Effects of Transcranial Direct Current Stimulation (tDCS) and Transcranial Ultrasound (TUS) on the Perception of Pain and Functional Limitations Due to Non-Specific Chronic Low Back Pain (NSCLBP).
Overview
- Phase
- Not Applicable
- Intervention
- Not specified
- Conditions
- Chronic Pain
- Sponsor
- Spaulding Rehabilitation Hospital
- Enrollment
- 40
- Locations
- 1
- Primary Endpoint
- Changes in Conditional Pain Modulation (Hand)
- Status
- Active, not recruiting
- Last Updated
- 7 months ago
Overview
Brief Summary
The purpose of this study is to assess the effects of tDCS in combination with TUS for the treatment of pain and functional limitations in subjects with NSCLBP. The investigators hypothesize that there will be a decrease in pain levels with active stimulation, when compared to sham stimulation.
Investigators
Felipe Fregni, MD, PhD, MPH
Principal Investigator
Spaulding Rehabilitation Hospital
Eligibility Criteria
Inclusion Criteria
- •Able to provide informed consent to participate in the study
- •Subjects between 18 to 85 years old
- •Subjects having non-specific chronic low back pain with existing pain for at least 3 months and having pain on at least half the days in the past 6 months with an average of at least 3 on a 0-10 visual analog scale (VAS) scale
- •Pain resistant (partial or no response) to common analgesics and medications for chronic pain used as initial pain management such as Tylenol, Aspirin, Ibuprofen, Soma, Parafon Forte DCS, Zanaflex, and Codeine.

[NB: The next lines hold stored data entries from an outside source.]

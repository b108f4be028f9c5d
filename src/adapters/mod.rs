// Adapters layer: concrete implementations of the domain ports (live
// HTTP probe, public suffix list, ICANN registry file).

pub mod probe;
pub mod suffixes;

pub use probe::ReqwestProbe;
pub use suffixes::{load_icann_domains, PublicSuffixes};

- •Must have the ability to feel sensation by Von-Frey fiber on the forearm
Exclusion Criteria
- •Subject is pregnant
- •Contraindications to tDCS in conjunction with TUS, i.e. metallic implant in the brain or implanted brain medical devices
- •History of alcohol or drug abuse within the past 6 months as self reported
- •Use of carbamazepine within the past 6 months as self reported
- •Suffering from severe depression (with a score of \>30 in the Beck Depression Inventory)
- •History of neurological disorders as self reported
- •History of unexplained fainting spells as self reported
- •History of severe head injury resulting in more than a momentary loss of consciousness as self reported
- •History of neurosurgery as self reported
- •Unstable pain
Outcomes
Primary Outcomes
Changes in Conditional Pain Modulation (Hand)
Time Frame: Baseline and 3.5 months
Changes in Conditional Pain Modulation (CPM) will be measured in the hand in order to determine whether anodal transcranial direct current stimulation (tDCS) in conjunction with transcranial ultrasound (TUS) is effective in increasing the pain pressure threshold in subjects with non-specific chronic low back pain.
Changes in Mechanical Temporal Summation (Hand)
Time Frame: Baseline and 3.5 months
Changes in Mechanical Temporal Summation (TS) from hand will be measured in order to determine whether anodal transcranial direct current stimulation (tDCS) in conjunction with transcranial ultrasound (TUS) is effective in reducing pain of subjects with non-specific chronic low back pain.
Changes in Pain
Time Frame: Baseline and 3.5 months
Changes in the Visual Analogue Scale (VAS) for pain will be measured in order to measure any changes in pain levels when subjects come in for sessions.